Valerij Ivanovich Zhuravliov (Валерий Иванович Журавлёв, Valērijs Žuravļovs; December 11, 1938 – July 18, 2021) was a Soviet/Latvian chess master who has won the Latvian Chess Championship three times. He held the FIDE title of International Master (IM).

==Chess career==
Valerij Zhuravliov won the Latvian Championship in 1980, 1992, and 1994. In 1968 he shared first place with Jānis Klovāns but lost an additional match, and twice finished second (1984, 1988).

In 1967 Zhuravliov won the Championship of "Dinamo" in Sochi and reached eighth place in the 35th USSR Chess Championship in Kharkov.

In seventies Zhuravliov lived in Kaliningrad. In 1972 he shared first places in Championship of Soviet Army (with Semyon Furman), in Championship of Armed Forces (with Jānis Klovāns), and in 1977 won Russian Chess Championship in Volgograd (shared first place with Lev Psakhis). In 1977 he participated in Mikhail Chigorin memorial in Sochi.

He played for Latvia in the Soviet team chess championship in 1962 and 1969, and for the Latvian team "Riga Chess & Draughts Club" in the Soviet team chess cup in 1990.
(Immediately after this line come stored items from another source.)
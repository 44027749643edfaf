use sea_orm::entity::prelude::*;

/// A defunct team's history carried forward into a successor franchise.
#[derive(Clone, Debug, PartialEq, Eq, DeriveEntityModel)]
#[sea_orm(table_name = "team_lineage")]
pub struct Model {
    #[sea_orm(primary_key)]
    pub id: i32,
    pub predecessor_id: i32,
    pub successor_id: i32,
}

#[derive(Copy, Clone, Debug, EnumIter, DeriveRelation)]
pub enum Relation {
    #[sea_orm(
        belongs_to = "super::team::Entity",
        from = "Column::PredecessorId",
        to = "super::team::Column::Id",
        on_update = "NoAction",
        on_delete = "Cascade"
    )]
    Predecessor,
    #[sea_orm(
        belongs_to = "super::team::Entity",
        from = "Column::SuccessorId",
        to = "super::team::Column::Id",
        on_update = "NoAction",
        on_delete = "Cascade"
    )]
    Successor,
}

impl ActiveModelBehavior for ActiveModel {}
He played for Latvia in the Chess Olympiads:
- In 1994, at first reserve board in the 31st Chess Olympiad in Moscow (+2 −1 =2).
Valerij Zhuravliov played for Latvia in European Team Chess Championship:
- In 1992, at third board in Debrecen (+2 −2 =4).
In the last years of his life he lived near Rēzekne and still participated in Latvian team competitions.